- _Task brief_: Which of the lines below include "RunReport"? Each one should be copied out.

- _Provided records_:
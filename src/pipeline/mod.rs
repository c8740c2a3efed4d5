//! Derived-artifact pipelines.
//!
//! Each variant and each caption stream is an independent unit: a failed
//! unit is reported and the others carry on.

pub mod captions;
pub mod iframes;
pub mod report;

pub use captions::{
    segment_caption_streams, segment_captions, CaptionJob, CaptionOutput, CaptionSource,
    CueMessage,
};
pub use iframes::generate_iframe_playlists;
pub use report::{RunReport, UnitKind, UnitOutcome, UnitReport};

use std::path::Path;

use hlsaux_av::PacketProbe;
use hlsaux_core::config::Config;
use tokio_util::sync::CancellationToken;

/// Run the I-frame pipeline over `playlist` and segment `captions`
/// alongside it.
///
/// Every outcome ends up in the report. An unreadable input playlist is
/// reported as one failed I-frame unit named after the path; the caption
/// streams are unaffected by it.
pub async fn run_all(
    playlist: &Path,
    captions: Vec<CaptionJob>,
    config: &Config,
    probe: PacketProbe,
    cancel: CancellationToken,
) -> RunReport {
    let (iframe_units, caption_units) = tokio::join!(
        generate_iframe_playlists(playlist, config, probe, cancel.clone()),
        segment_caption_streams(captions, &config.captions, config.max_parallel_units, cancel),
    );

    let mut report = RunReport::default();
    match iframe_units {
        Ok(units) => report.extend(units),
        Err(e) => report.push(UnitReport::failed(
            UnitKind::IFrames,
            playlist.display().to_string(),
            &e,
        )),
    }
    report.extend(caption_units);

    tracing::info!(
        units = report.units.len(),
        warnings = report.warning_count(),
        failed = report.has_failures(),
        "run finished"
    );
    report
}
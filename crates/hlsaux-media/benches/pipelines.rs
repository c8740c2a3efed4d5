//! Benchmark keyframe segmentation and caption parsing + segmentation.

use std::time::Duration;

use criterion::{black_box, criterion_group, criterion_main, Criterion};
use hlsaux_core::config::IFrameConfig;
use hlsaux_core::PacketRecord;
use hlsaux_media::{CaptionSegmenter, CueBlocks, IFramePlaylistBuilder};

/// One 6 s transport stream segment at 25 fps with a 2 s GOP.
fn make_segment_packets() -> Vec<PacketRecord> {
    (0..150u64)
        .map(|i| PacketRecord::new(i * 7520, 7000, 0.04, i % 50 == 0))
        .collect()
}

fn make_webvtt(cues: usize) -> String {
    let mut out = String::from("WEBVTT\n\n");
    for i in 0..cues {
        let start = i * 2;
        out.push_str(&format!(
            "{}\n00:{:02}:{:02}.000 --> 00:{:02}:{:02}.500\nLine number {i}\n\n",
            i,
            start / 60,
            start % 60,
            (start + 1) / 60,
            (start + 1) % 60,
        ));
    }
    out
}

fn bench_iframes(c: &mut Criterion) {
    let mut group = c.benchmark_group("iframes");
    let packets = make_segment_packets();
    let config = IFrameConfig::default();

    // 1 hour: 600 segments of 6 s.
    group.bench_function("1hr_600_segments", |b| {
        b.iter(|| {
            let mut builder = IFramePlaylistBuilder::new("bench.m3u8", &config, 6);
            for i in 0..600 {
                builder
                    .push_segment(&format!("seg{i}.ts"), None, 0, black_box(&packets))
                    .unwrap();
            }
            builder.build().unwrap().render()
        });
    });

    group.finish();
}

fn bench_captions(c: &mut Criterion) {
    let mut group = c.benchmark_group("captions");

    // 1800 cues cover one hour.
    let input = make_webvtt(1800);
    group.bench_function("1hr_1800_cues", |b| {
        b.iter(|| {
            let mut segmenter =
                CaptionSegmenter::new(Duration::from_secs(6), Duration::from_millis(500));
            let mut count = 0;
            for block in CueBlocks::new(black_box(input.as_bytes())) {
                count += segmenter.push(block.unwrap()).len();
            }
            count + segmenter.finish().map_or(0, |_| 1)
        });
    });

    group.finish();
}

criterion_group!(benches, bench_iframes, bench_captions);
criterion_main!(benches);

- _Solution to this problem_:
pub use report::{RunReport, UnitKind, UnitOutcome, UnitReport};
) -> RunReport {
    let mut report = RunReport::default();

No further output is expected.